Exercise instructions => Go to the line containing "pub fn apply(self, current: T, cleared: T)" in the records below and print it and every following line exactly, on through the line containing "pub type PatchString = OptionField<String>;", then stop.

Input records =>
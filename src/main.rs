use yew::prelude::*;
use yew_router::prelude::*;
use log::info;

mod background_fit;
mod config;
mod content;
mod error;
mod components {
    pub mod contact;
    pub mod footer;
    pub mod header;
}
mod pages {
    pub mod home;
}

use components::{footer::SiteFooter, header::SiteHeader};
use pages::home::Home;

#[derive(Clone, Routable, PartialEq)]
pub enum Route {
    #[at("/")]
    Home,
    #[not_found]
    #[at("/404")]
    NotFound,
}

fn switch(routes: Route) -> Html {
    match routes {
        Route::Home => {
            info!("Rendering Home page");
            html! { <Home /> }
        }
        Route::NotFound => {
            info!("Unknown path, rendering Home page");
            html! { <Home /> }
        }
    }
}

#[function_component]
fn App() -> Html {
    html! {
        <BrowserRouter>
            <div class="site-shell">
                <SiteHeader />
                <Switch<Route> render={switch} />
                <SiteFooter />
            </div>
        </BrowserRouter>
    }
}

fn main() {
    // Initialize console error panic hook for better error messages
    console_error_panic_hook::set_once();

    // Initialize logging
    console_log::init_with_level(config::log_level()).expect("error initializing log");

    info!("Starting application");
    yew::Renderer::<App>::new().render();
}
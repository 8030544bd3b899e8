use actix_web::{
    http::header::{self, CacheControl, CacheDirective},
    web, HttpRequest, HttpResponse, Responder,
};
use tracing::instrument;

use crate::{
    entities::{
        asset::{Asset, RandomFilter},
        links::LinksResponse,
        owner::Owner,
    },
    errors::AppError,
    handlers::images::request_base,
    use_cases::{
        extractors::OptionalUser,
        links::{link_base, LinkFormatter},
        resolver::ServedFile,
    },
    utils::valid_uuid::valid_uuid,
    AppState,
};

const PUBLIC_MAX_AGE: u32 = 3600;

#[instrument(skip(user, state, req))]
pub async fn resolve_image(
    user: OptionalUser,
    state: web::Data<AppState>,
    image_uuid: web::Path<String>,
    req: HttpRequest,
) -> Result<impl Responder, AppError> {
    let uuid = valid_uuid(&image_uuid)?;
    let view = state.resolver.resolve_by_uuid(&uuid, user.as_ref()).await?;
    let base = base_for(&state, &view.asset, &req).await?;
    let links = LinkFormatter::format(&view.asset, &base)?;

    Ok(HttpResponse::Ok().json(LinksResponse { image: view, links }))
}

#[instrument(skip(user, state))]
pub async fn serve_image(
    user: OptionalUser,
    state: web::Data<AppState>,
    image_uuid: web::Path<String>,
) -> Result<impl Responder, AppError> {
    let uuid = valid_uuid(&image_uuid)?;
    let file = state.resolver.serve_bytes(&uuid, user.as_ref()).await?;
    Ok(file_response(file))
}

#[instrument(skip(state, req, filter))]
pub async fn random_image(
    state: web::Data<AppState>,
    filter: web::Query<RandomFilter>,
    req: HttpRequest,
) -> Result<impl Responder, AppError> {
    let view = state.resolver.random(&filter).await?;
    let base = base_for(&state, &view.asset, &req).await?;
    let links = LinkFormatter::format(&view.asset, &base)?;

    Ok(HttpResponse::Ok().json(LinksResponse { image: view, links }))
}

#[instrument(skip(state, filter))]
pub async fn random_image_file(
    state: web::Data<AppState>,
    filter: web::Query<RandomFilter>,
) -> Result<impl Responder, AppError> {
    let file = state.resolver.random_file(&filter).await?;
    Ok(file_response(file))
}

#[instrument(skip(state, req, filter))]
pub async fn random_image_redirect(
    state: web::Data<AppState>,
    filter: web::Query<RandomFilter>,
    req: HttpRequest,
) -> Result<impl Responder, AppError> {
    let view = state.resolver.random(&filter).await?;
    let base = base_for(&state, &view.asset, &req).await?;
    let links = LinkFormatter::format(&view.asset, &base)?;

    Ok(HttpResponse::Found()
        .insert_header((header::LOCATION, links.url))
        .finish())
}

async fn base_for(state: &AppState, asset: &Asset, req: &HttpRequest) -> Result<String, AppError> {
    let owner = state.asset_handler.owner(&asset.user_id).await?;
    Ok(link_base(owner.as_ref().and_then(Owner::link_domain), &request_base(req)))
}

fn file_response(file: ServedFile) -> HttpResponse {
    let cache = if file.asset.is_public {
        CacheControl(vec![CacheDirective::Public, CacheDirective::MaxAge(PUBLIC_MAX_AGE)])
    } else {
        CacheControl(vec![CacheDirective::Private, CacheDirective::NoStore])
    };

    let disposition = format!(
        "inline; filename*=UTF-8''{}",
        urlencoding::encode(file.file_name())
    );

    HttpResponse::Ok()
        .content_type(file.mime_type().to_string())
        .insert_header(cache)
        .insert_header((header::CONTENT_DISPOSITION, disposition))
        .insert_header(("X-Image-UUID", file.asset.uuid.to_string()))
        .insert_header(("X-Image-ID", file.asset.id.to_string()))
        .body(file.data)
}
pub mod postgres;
--
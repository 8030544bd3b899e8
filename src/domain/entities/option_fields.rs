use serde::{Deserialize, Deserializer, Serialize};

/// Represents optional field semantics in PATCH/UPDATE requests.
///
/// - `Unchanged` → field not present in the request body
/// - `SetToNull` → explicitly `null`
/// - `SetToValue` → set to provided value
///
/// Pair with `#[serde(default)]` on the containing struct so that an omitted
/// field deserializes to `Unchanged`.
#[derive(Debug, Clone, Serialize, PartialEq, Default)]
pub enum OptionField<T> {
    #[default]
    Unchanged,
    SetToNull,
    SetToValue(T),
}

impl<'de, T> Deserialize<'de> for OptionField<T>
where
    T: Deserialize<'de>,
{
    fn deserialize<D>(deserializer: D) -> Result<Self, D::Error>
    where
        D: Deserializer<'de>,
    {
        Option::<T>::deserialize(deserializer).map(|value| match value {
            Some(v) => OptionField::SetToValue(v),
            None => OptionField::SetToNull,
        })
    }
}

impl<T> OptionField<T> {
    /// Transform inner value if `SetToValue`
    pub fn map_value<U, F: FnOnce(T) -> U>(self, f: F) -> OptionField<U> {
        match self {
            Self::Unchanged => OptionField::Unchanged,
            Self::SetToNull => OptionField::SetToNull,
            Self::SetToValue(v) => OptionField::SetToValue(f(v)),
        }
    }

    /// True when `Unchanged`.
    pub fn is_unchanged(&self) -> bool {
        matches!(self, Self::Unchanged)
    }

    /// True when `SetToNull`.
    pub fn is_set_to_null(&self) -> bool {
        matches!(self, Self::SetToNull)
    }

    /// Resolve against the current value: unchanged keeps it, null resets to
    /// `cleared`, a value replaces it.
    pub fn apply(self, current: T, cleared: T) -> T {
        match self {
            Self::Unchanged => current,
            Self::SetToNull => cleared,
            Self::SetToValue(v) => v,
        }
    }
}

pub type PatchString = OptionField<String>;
--
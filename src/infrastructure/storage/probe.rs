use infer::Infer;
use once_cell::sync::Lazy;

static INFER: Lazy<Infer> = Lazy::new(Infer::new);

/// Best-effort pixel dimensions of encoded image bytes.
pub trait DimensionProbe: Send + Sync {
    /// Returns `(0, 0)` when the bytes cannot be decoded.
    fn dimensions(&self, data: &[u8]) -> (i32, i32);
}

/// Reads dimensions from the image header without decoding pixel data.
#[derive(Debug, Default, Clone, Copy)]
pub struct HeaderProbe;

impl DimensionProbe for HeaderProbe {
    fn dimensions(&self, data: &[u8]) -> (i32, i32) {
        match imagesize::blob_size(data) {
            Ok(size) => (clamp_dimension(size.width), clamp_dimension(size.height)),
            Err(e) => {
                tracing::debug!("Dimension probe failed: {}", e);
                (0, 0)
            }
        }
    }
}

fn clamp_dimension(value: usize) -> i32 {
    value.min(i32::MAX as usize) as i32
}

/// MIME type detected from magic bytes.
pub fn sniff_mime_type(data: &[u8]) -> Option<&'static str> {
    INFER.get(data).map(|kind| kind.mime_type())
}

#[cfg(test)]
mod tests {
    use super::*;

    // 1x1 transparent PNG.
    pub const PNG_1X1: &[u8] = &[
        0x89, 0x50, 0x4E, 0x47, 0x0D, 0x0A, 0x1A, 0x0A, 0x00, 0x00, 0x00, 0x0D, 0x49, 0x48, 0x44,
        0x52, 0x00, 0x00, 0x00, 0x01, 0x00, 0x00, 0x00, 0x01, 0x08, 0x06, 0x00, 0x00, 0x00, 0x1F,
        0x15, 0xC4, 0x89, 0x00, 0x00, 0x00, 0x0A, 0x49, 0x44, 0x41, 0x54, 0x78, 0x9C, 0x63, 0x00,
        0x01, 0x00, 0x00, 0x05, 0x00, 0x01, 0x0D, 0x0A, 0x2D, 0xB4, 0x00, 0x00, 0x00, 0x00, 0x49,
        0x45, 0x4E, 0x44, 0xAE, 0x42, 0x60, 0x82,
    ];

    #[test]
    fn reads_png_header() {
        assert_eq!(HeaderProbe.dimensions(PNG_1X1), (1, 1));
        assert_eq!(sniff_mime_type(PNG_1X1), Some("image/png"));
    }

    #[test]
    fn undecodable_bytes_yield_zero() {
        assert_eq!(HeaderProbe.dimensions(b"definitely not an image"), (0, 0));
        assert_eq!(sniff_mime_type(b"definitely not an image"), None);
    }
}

Response area =>
    pub fn apply(self, current: T, cleared: T) -> T {
        match self {
            Self::Unchanged => current,
            Self::SetToNull => cleared,
            Self::SetToValue(v) => v,
        }
    }
}

pub type PatchString = OptionField<String>;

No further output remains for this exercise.